As for the stories in this book... eh. The first story turns out to be a prologue to the main story but reads like one of those bad Marvel fill-ins from the late eighties where a long-running story would suddenly stop and Herb Trimpe would be brought in to do a story about some two-bit thug selling drugs and a kid getting caught in the crosshairs, giving our hero a reason to "teach somebody a lesson." Then it's a four-part story so convoluted and non-sensical... corrupt cops killing undercover cops and trading heroin for diamonds and a plan that almost matches the Punisher's in that movie for overly, needlessly complicated revenge. You have this character that has been abused, worked as a prostitute, a cat burglar and a supervilain.

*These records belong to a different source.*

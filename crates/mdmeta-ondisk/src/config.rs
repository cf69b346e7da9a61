//! Decode options shared by every record codec.

use serde::{Deserialize, Serialize};

/// Knobs for the `decode_*_with` functions.
///
/// The plain `decode_*` functions use [`DecodeOptions::default`].
#[derive(Debug, Clone, PartialEq, Eq, Serialize, Deserialize)]
#[serde(default)]
pub struct DecodeOptions {
    /// Verify record checksums (superblocks, PPL header, R5-log blocks).
    pub verify_checksums: bool,
    /// Reject out-of-range and reserved roles instead of degrading them.
    pub strict_roles: bool,
    /// Verify PPL entry payload CRCs when the payload follows the header in the buffer.
    pub verify_ppl_payloads: bool,
}

impl Default for DecodeOptions {
    fn default() -> Self {
        Self {
            verify_checksums: true,
            strict_roles: false,
            verify_ppl_payloads: true,
        }
    }
}

impl DecodeOptions {
    /// Options for forensic reads of damaged images: no checksum checks.
    pub fn unchecked() -> Self {
        Self {
            verify_checksums: false,
            strict_roles: false,
            verify_ppl_payloads: false,
        }
    }

    /// Default options with strict role decoding.
    pub fn strict() -> Self {
        Self {
            strict_roles: true,
            ..Self::default()
        }
    }
}

#[cfg(test)]
mod tests {
    use super::*;

    #[test]
    fn test_defaults() {
        let opts = DecodeOptions::default();
        assert!(opts.verify_checksums);
        assert!(!opts.strict_roles);
        assert!(opts.verify_ppl_payloads);
    }

    #[test]
    fn test_presets() {
        assert!(!DecodeOptions::unchecked().verify_checksums);
        assert!(DecodeOptions::strict().strict_roles);
        assert!(DecodeOptions::strict().verify_checksums);
    }

    #[test]
    fn test_partial_json_uses_defaults() {
        let opts: DecodeOptions = serde_json::from_str(r#"{"strict_roles": true}"#).unwrap();
        assert!(opts.strict_roles);
        assert!(opts.verify_checksums);
        assert!(opts.verify_ppl_payloads);
    }
}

She is trying to become a vigilante, a hero to drug addicts, the poor and, well, prostitutes, but there is none of the moral debate you have in Sleeper, none of the gruesome reality or tawdry sensationalism of Scene of the Crime.
There's just not much meat. And the last
page of the story promises that the big villain to come is a Batman Z-Lister
that could be portrayed by Al Jolson or Neil Diamond in the movie: Black Mask.